Viracopos é o quinto maior aeroporto do país em movimentação de passageiros e o maior em importação de carga. O aeroporto foi concedido em 2012 para a ABV, uma sociedade formada pela estatal Infraero, que detém 49% de participação, e a empresa ABSA, dona dos demais 51% e composta por três grupos privados: as brasileiras Triunfo e UTC e a francesa Egis Airport Operation.
A concessão tinha prazo de 30 anos, mas passou a apresentar dificuldades financeiras já nos primeiros anos de contrato, devido à arrecadação inferior ao esperado e ao alto custo do contrato, com suas parcelas anuais fixas.
Seis anos depois de iniciada a sua operação, a ABV entrou com pedido de recuperação judicial, acumulando dívidas de R$ 5,05 bilhões. Naquele mesmo ano, a Anac abriu um processo de caducidade do contrato, alegando descumprimento de obrigações, como o não pagamento da outorga anual.
Em 2020, a ABV formalizou o pedido de relicitação do aeroporto junto à Anac, suspendendo o processo de caducidade, com o objetivo de fazer um acerto de contas e transferir o aeroporto para outro dono. A pandemia da Covid-19, porém, atrasou novamente o processo, com o colapso do setor aeroportuário.
Em 2023, a ABV e a Anac chegaram a iniciar tratativas em busca de um possível acordo para manter a concessão e suspenderam a ideia de relicitação, com atuação da secretaria de consenso do TCU (Tribunal de Contas da União). As negociações, porém, fracassaram no fim do ano passado, e o processo de relicitação foi retomado, com data de vencimento em junho deste ano.

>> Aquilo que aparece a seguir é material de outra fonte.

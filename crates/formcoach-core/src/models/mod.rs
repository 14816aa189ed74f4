// ABOUTME: Core data models shared by the analysis engine and the persistence layer
// ABOUTME: Users, profiles, preferences, conditions, exercises, workouts and sessions
//
// SPDX-License-Identifier: MIT OR Apache-2.0
// Copyright (c) 2025 Pierre Fitness Intelligence

/// Condition and direction enumerations
pub mod condition;
/// Camera views and user preferences
pub mod preferences;
/// Client profile sections
pub mod profile;
/// User accounts and role data
pub mod user;
/// Exercise specs, workouts and training sessions
pub mod workout;

pub use condition::{ConditionType, Direction};
pub use preferences::{FeedbackMode, PoseView, UserPreferences};
pub use profile::{ClientProfile, ProfileSection};
pub use user::{AdminData, ClientData, RoleData, TrainerData, User, UserRecord, UserType};
pub use workout::{
    AngleConstraintSpec, ConditionSpec, ExerciseSpec, ExerciseSummary, SessionReportJson,
    StateSpec, TrainingSession, TrainingWorkout, TransitionSpec, WorkoutSummary,
};
// ABOUTME: Criterion benchmarks for pose parsing and state machine evaluation
// ABOUTME: Measures per-frame analysis cost and session report serialization
//
// SPDX-License-Identifier: MIT OR Apache-2.0
// Copyright (c) 2025 Pierre Fitness Intelligence

//! Criterion benchmarks for the frame analysis path.
//!
//! A frame must be parsed and evaluated well inside the capture interval,
//! so these track the cost of one frame and of a full session report.

#![allow(
    clippy::missing_docs_in_private_items,
    clippy::unwrap_used,
    missing_docs
)]

use criterion::{black_box, criterion_group, criterion_main, Criterion, Throughput};
use formcoach::analysis::{AnglesByView, KeypointConfig, Pose, StateMachine};
use formcoach::models::{
    AngleConstraintSpec, ConditionSpec, ConditionType, ExerciseSpec, PoseView, StateSpec,
    TransitionSpec,
};
use serde_json::{json, Value};

const KNEE: &str = "23_25";

fn keypoint_config() -> KeypointConfig {
    KeypointConfig::from_json(&json!({
        "KEYPOINTS": {"11": "left_shoulder", "23": "left_hip", "25": "left_knee", "27": "left_ankle"},
        "CONNECTIONS": [[11, 23], [23, 25], [25, 27]]
    }))
    .unwrap()
}

fn squat(series: i64, repetitions: i64) -> ExerciseSpec {
    let knee = |min: Option<f64>, max: Option<f64>| AngleConstraintSpec {
        line: KNEE.to_owned(),
        view: PoseView::Front,
        min_angle: min,
        max_angle: max,
        fast_threshold: Some(120.0),
        ..AngleConstraintSpec::default()
    };
    let on_knee = |condition_type| ConditionSpec {
        condition_type,
        keypoint_line: KNEE.to_owned(),
        view: None,
    };
    ExerciseSpec {
        name: "Squat".to_owned(),
        series,
        repetitions,
        duration_ms: 60_000,
        rest_time_ms: 30_000,
        states: vec![
            StateSpec {
                id: 1,
                name: "Rest".to_owned(),
                constraints: vec![knee(Some(150.0), None)],
                ..StateSpec::default()
            },
            StateSpec {
                id: 2,
                name: "Down".to_owned(),
                constraints: vec![knee(None, Some(100.0))],
                ..StateSpec::default()
            },
        ],
        transitions: vec![
            TransitionSpec {
                from: 1,
                to: 2,
                conditions: vec![on_knee(ConditionType::MinOptAngle)],
            },
            TransitionSpec {
                from: 2,
                to: 1,
                conditions: vec![on_knee(ConditionType::MaxOptAngle)],
            },
        ],
        ..ExerciseSpec::default()
    }
}

/// Estimator payload with the knee bent to `knee_angle`
fn frame(timestamp: i64, knee_angle: f64) -> Value {
    let radians = knee_angle.to_radians();
    json!({
        "timestamp": timestamp,
        "keypoints": {
            "11": {"x": 300.0, "y": 100.0},
            "23": {"x": 300.0, "y": 300.0},
            "25": {"x": 300.0 + 100.0 * radians.sin(), "y": 300.0 - 100.0 * radians.cos()},
            "27": {"x": 300.0, "y": 500.0}
        }
    })
}

/// Angles of a smooth squat cycle sampled every 33 ms
#[allow(clippy::cast_precision_loss)]
fn cycle_angles(frames: usize) -> Vec<AnglesByView> {
    (0..frames)
        .map(|i| {
            let phase = (i % 60) as f64 / 60.0 * std::f64::consts::TAU;
            let knee = 125.0 + 45.0 * phase.cos();
            let mut by_view = AnglesByView::new();
            by_view.insert(PoseView::Front, [(KNEE.to_owned(), knee)].into_iter().collect());
            by_view
        })
        .collect()
}

fn bench_pose_parsing(c: &mut Criterion) {
    let connections = keypoint_config().connections;
    let payload = frame(1_000, 85.0);

    let mut group = c.benchmark_group("pose");
    group.throughput(Throughput::Elements(1));
    group.bench_function("from_json", |b| {
        b.iter(|| Pose::from_json(black_box(&payload), &connections));
    });
    let pose = Pose::from_json(&payload, &connections);
    group.bench_function("angles", |b| b.iter(|| black_box(&pose).angles()));
    group.finish();
}

fn bench_state_machine(c: &mut Criterion) {
    let spec = squat(1_000, 1_000);
    let frames = cycle_angles(600);

    let mut group = c.benchmark_group("state_machine");
    group.throughput(Throughput::Elements(frames.len() as u64));
    group.bench_function("run_600_frames", |b| {
        b.iter(|| {
            let mut machine = StateMachine::new(&spec).unwrap();
            let mut time = 0;
            for angles in &frames {
                black_box(machine.run(angles, time));
                time += 33;
            }
            machine
        });
    });
    group.finish();
}

fn bench_report_serialization(c: &mut Criterion) {
    let spec = squat(3, 10);
    let mut machine = StateMachine::new(&spec).unwrap();
    let mut time = 0;
    for angles in cycle_angles(1_800) {
        machine.run(&angles, time);
        time += 33;
    }
    let report = machine.take_report();
    let persisted = report.to_persisted().unwrap();

    let mut group = c.benchmark_group("session_report");
    group.bench_function("to_persisted", |b| b.iter(|| black_box(&report).to_persisted()));
    group.bench_function("from_persisted", |b| {
        b.iter(|| formcoach::analysis::SessionReport::from_persisted(1, black_box(&persisted)));
    });
    group.finish();
}

criterion_group!(
    benches,
    bench_pose_parsing,
    bench_state_machine,
    bench_report_serialization
);
criterion_main!(benches);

O TCU exigiu a entrega de uma auditoria externa sobre as contas, para autorizar essa relicitação. A Anac, porém, não entregou esse estudo dentro do prazo. A planilha usada no cálculo do valor de indenização dá uma ideia da complexidade do caso. Essa base de dados tem mais de 44 mil linhas, em que cada uma representa um gasto realizado pela concessionária.